Problem details: Whenever a line below includes "BrokerEvent", add it to the tally, then give the total and nothing more.

─── Input data ───

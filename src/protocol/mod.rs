//! Message and event types.
//!
//! # Overview
//!
//! | Type | Direction | Purpose |
//! |------|-----------|---------|
//! | `Payload` | both | Opaque message body |
//! | `BrokerEvent` | Transport → listeners | Lifecycle and inbound data |
//! | `Envelope` | both | Request ID wrapper for correlated replies |
//!
//! # Modules
//!
//! | Module | Description |
//! |--------|-------------|
//! | `envelope` | Correlation envelope |
//! | `event` | Channels, payloads and broker events |

// ============================================================================
// Submodules
// ============================================================================

/// Correlation envelope.
pub mod envelope;

/// Broker event types.
pub mod event;

// ============================================================================
// Re-exports
// ============================================================================

pub use envelope::Envelope;
pub use event::{BinaryType, BrokerEvent, Channel, MessageEvent, Payload, TransportError};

───

Answer to this problem: 2